__WORK ITEM__: Of the entries below, return exactly those lines that fall between the one containing "pub fn days(&self)" and the one containing "pub fn display_name(&self)", the two end lines included.

Data records
■ ■ ■ ■

use clap::{Parser, ValueEnum};
use serde::Serialize;
use std::net::SocketAddr;
use std::path::PathBuf;
use std::time::Duration;
use tracing_subscriber::EnvFilter;

use polar_router::config::{
    DedupeConfig, MeshConfig, PlannerConfig, RetentionConfig, ServerConfig, WorkerConfig,
};
use polar_router::mesh::MeshCatalog;
use polar_router::node::Node;
use polar_router::shutdown::install_shutdown_handler;

#[derive(Parser, Debug)]
#[command(name = "polar-router")]
#[command(version)]
#[command(about = "Asynchronous polar ship-route computation service")]
#[command(propagate_version = true)]
struct Args {
    #[command(subcommand)]
    command: Commands,
}

#[derive(clap::Subcommand, Debug)]
enum Commands {
    /// Start the routing service
    Server(ServerArgs),

    /// Inspect the mesh directory
    Meshes {
        /// Directory holding mesh payloads and their .meta.json sidecars
        #[arg(long, default_value = "meshes")]
        mesh_dir: PathBuf,

        /// Output format
        #[arg(long, short = 'o', default_value = "table")]
        output: OutputFormat,
    },
}

#[derive(Debug, Clone, ValueEnum)]
enum OutputFormat {
    Table,
    Json,
}

// =============================================================================
// Server Arguments
// =============================================================================

#[derive(Parser, Debug)]
struct ServerArgs {
    /// Port for the HTTP API
    #[arg(long, default_value = "8080")]
    port: u16,

    /// Address to bind
    #[arg(long, default_value = "0.0.0.0")]
    bind: String,

    /// Directory holding mesh payloads and their .meta.json sidecars
    #[arg(long, default_value = "meshes")]
    mesh_dir: PathBuf,

    /// Persist jobs to this JSON file (in-memory when omitted)
    #[arg(long)]
    store: Option<PathBuf>,

    /// Number of concurrent workers
    #[arg(long, default_value = "4")]
    workers: usize,

    /// Attempts per job before a timeout or worker error becomes final
    #[arg(long, default_value = "3")]
    max_attempts: u32,

    /// Maximum seconds for one route computation
    #[arg(long, default_value = "300")]
    compute_timeout_secs: u64,

    /// Seconds a claimed job stays hidden from other workers
    #[arg(long, default_value = "360")]
    visibility_timeout_secs: u64,

    /// Maximum meshes kept in memory
    #[arg(long, default_value = "4")]
    max_cached_meshes: usize,

    /// Memory budget for cached meshes in MiB
    #[arg(long, default_value = "2048")]
    mesh_cache_mib: usize,

    /// Seconds between mesh directory rescans (0 disables)
    #[arg(long, default_value = "300")]
    mesh_refresh_secs: u64,

    /// Hours a completed route is reused for identical requests
    #[arg(long, default_value = "6")]
    reuse_window_hours: u64,

    /// Reuse a finished route whose endpoints are within this many nautical miles (0 disables)
    #[arg(long, default_value = "0")]
    waypoint_tolerance_nm: f64,

    /// Purge finished jobs older than this many hours
    #[arg(long)]
    job_ttl_hours: Option<u64>,

    /// Evict meshes unused for this many minutes
    #[arg(long)]
    mesh_idle_minutes: Option<u64>,

    /// Refuse new jobs once the store holds this many (unbounded when omitted)
    #[arg(long)]
    max_jobs: Option<usize>,

    /// Vessel speed used by the planner
    #[arg(long, default_value = "12")]
    speed_knots: f64,

    /// Fuel burn used by the planner
    #[arg(long, default_value = "24")]
    fuel_tonnes_per_day: f64,
}

impl ServerArgs {
    fn into_config(self) -> Result<ServerConfig, Box<dyn std::error::Error>> {
        let listen_addr: SocketAddr = format!("{}:{}", self.bind, self.port).parse()?;
        let planner = PlannerConfig {
            speed_knots: self.speed_knots,
            fuel_tonnes_per_day: self.fuel_tonnes_per_day,
            ..PlannerConfig::default()
        };

        Ok(ServerConfig {
            listen_addr,
            store_path: self.store,
            worker: WorkerConfig::default()
                .with_workers(self.workers)
                .with_max_attempts(self.max_attempts)
                .with_timeouts(
                    Duration::from_secs(self.compute_timeout_secs),
                    Duration::from_secs(self.visibility_timeout_secs),
                ),
            mesh: MeshConfig {
                dir: self.mesh_dir,
                max_cached: self.max_cached_meshes,
                max_cache_bytes: self.mesh_cache_mib.saturating_mul(1024 * 1024),
                refresh_interval: (self.mesh_refresh_secs > 0)
                    .then(|| Duration::from_secs(self.mesh_refresh_secs)),
            },
            dedupe: DedupeConfig {
                reuse_window: Duration::from_secs(self.reuse_window_hours.saturating_mul(3600)),
                waypoint_tolerance_nm: self.waypoint_tolerance_nm,
            },
            retention: RetentionConfig {
                completed_job_ttl: self
                    .job_ttl_hours
                    .map(|h| Duration::from_secs(h.saturating_mul(3600))),
                mesh_idle_ttl: self
                    .mesh_idle_minutes
                    .map(|m| Duration::from_secs(m.saturating_mul(60))),
                max_jobs: self.max_jobs,
                ..RetentionConfig::default()
            },
            planner,
        })
    }
}

// =============================================================================
// JSON Output Types
// =============================================================================

#[derive(Serialize)]
struct MeshOutput {
    id: String,
    file: String,
    created: String,
    valid_from: String,
    valid_until: String,
    bounds: [f64; 4],
}

// =============================================================================
// Server Implementation
// =============================================================================

async fn run_server(args: ServerArgs) -> Result<(), Box<dyn std::error::Error>> {
    tracing_subscriber::fmt()
        .with_env_filter(
            EnvFilter::try_from_default_env().unwrap_or_else(|_| EnvFilter::new("info")),
        )
        .init();

    let config = args.into_config()?;
    tracing::info!(
        addr = %config.listen_addr,
        mesh_dir = %config.mesh.dir.display(),
        workers = config.worker.workers,
        max_attempts = config.worker.max_attempts,
        "Starting polar-router"
    );

    let shutdown = install_shutdown_handler()?;
    let node = Node::new(config).await?;
    node.run(shutdown).await?;

    tracing::info!("Shutdown complete");
    Ok(())
}

// =============================================================================
// Mesh Commands
// =============================================================================

async fn handle_meshes(mesh_dir: PathBuf, output: &OutputFormat) -> Result<(), Box<dyn std::error::Error>> {
    let meshes = MeshCatalog::scan_dir(&mesh_dir).await?;

    match output {
        OutputFormat::Json => {
            let out: Vec<MeshOutput> = meshes
                .iter()
                .map(|m| MeshOutput {
                    id: m.id.clone(),
                    file: m.file.display().to_string(),
                    created: m.created.to_rfc3339(),
                    valid_from: m.valid_from.to_rfc3339(),
                    valid_until: m.valid_until.to_rfc3339(),
                    bounds: [m.bounds.lat_min, m.bounds.lat_max, m.bounds.lon_min, m.bounds.lon_max],
                })
                .collect();
            println!("{}", serde_json::to_string_pretty(&out)?);
        }
        OutputFormat::Table => {
            if meshes.is_empty() {
                println!("No meshes found in {}", mesh_dir.display());
                return Ok(());
            }
            println!(
                "{:<24} {:<20} {:<23} {:<34}",
                "MESH", "CREATED", "VALID", "BOUNDS (lat / lon)"
            );
            for m in &meshes {
                println!(
                    "{:<24} {:<20} {:<23} {:<34}",
                    m.id,
                    m.created.format("%Y-%m-%d %H:%M"),
                    format!("{} .. {}", m.valid_from.format("%Y-%m-%d"), m.valid_until.format("%Y-%m-%d")),
                    format!(
                        "{:.1}..{:.1} / {:.1}..{:.1}",
                        m.bounds.lat_min, m.bounds.lat_max, m.bounds.lon_min, m.bounds.lon_max
                    ),
                );
            }
        }
    }
    Ok(())
}

#[tokio::main]
async fn main() -> Result<(), Box<dyn std::error::Error>> {
    let args = Args::parse();

    match args.command {
        Commands::Server(server_args) => {
            run_server(server_args).await?;
        }
        Commands::Meshes { mesh_dir, output } => {
            handle_meshes(mesh_dir, &output).await?;
        }
    }

    Ok(())
}
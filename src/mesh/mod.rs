//! Navigation mesh datasets.
//!
//! - [`catalog`]: metadata of every mesh in the mesh directory, and selection
//!   of the mesh that serves a pair of waypoints at a given time
//! - [`loader`]: reading a mesh payload into memory
//! - [`registry`]: shared cache of loaded meshes with single-flight loading,
//!   pinning while in use and LRU eviction

pub mod catalog;
pub mod loader;
pub mod registry;

pub use catalog::{MeshCatalog, MeshMetadata};
pub use loader::{FsMeshLoader, MeshData, MeshLoader};
pub use registry::{CacheLimits, MeshLease, MeshRegistry, RegistryStats};

use thiserror::Error;

#[derive(Error, Debug, Clone, PartialEq, Eq)]
pub enum MeshError {
    #[error("no mesh available: {0}")]
    NotFound(String),

    #[error("mesh {mesh_id} is malformed: {reason}")]
    Malformed { mesh_id: String, reason: String },

    #[error("failed to read mesh {mesh_id}: {reason}")]
    Io { mesh_id: String, reason: String },
}
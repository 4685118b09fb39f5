use chrono::{DateTime, Duration, NaiveDate, TimeZone, Utc};
use serde::{Deserialize, Serialize};

use crate::models::WorkoutRecord;

/// Look-back windows offered by the progress view.
#[derive(Debug, Clone, Copy, Default, PartialEq, Eq, Serialize, Deserialize)]
#[serde(rename_all = "lowercase")]
pub enum Period {
    #[default]
    Week,
    Month,
    #[serde(rename = "3months", alias = "three_months")]
    ThreeMonths,
    Year,
}

impl Period {
    pub fn all() -> [Period; 4] {
        [Period::Week, Period::Month, Period::ThreeMonths, Period::Year]
    }

    pub fn days(&self) -> i64 {
        match self {
            Period::Week => 7,
            Period::Month => 30,
            Period::ThreeMonths => 90,
            Period::Year => 365,
        }
    }

    pub fn as_str(&self) -> &'static str {
        match self {
            Period::Week => "week",
            Period::Month => "month",
            Period::ThreeMonths => "3months",
            Period::Year => "year",
        }
    }

    pub fn display_name(&self) -> &'static str {
        match self {
            Period::Week => "Last 7 days",
            Period::Month => "Last 30 days",
            Period::ThreeMonths => "Last 3 months",
            Period::Year => "Last year",
        }
    }

    pub fn contains<Tz: TimeZone>(&self, instant: &DateTime<Utc>, now: &DateTime<Tz>) -> bool {
        let now = now.with_timezone(&Utc);
        *instant <= now && *instant > now - Duration::days(self.days())
    }
}

impl std::fmt::Display for Period {
    fn fmt(&self, f: &mut std::fmt::Formatter<'_>) -> std::fmt::Result {
        write!(f, "{}", self.display_name())
    }
}

impl std::str::FromStr for Period {
    type Err = String;

    fn from_str(s: &str) -> Result<Self, Self::Err> {
        match s.to_lowercase().as_str() {
            "week" | "7d" => Ok(Period::Week),
            "month" | "30d" => Ok(Period::Month),
            "3months" | "three_months" | "90d" => Ok(Period::ThreeMonths),
            "year" | "365d" => Ok(Period::Year),
            _ => Err(format!(
                "Unknown period '{}'. Use: {}",
                s,
                choices(&Period::all(), Period::as_str)
            )),
        }
    }
}

/// Records created within `period` before `now`.
pub fn filter_by_period<Tz: TimeZone>(
    workouts: &[WorkoutRecord],
    period: Period,
    now: &DateTime<Tz>,
) -> Vec<WorkoutRecord> {
    workouts
        .iter()
        .filter(|w| period.contains(&w.created_at, now))
        .cloned()
        .collect()
}

/// Which records the weekday chart counts.
#[derive(Debug, Clone, Copy, Default, PartialEq, Eq, Serialize, Deserialize)]
pub enum WeekScope {
    /// Every record lands on its weekday no matter how old it is.
    #[default]
    #[serde(rename = "all", alias = "all_time")]
    AllTime,
    /// Only records whose local date is within the last seven days,
    /// today included. Each bucket then maps to exactly one date.
    #[serde(rename = "rolling", alias = "rolling_7_days")]
    Rolling7Days,
}

impl WeekScope {
    pub fn all() -> [WeekScope; 2] {
        [WeekScope::AllTime, WeekScope::Rolling7Days]
    }

    pub fn as_str(&self) -> &'static str {
        match self {
            WeekScope::AllTime => "all",
            WeekScope::Rolling7Days => "rolling",
        }
    }

    pub fn includes(&self, created: NaiveDate, today: NaiveDate) -> bool {
        match self {
            WeekScope::AllTime => true,
            WeekScope::Rolling7Days => created <= today && created > today - Duration::days(7),
        }
    }
}

impl std::str::FromStr for WeekScope {
    type Err = String;

    fn from_str(s: &str) -> Result<Self, Self::Err> {
        match s.to_lowercase().as_str() {
            "all" | "all_time" | "alltime" => Ok(WeekScope::AllTime),
            "rolling" | "rolling_7_days" | "7d" => Ok(WeekScope::Rolling7Days),
            _ => Err(format!(
                "Unknown week scope '{}'. Use: {}",
                s,
                choices(&WeekScope::all(), WeekScope::as_str)
            )),
        }
    }
}

fn choices<T>(options: &[T], name: fn(&T) -> &'static str) -> String {
    options.iter().map(name).collect::<Vec<_>>().join(", ")
}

■ ■ ■ ■

__SOLVED PROBLEM__:
    pub fn days(&self) -> i64 {
        match self {
            Period::Week => 7,
            Period::Month => 30,
            Period::ThreeMonths => 90,
            Period::Year => 365,
        }
    }

    pub fn as_str(&self) -> &'static str {
        match self {
            Period::Week => "week",
            Period::Month => "month",
            Period::ThreeMonths => "3months",
            Period::Year => "year",
        }
    }

    pub fn display_name(&self) -> &'static str {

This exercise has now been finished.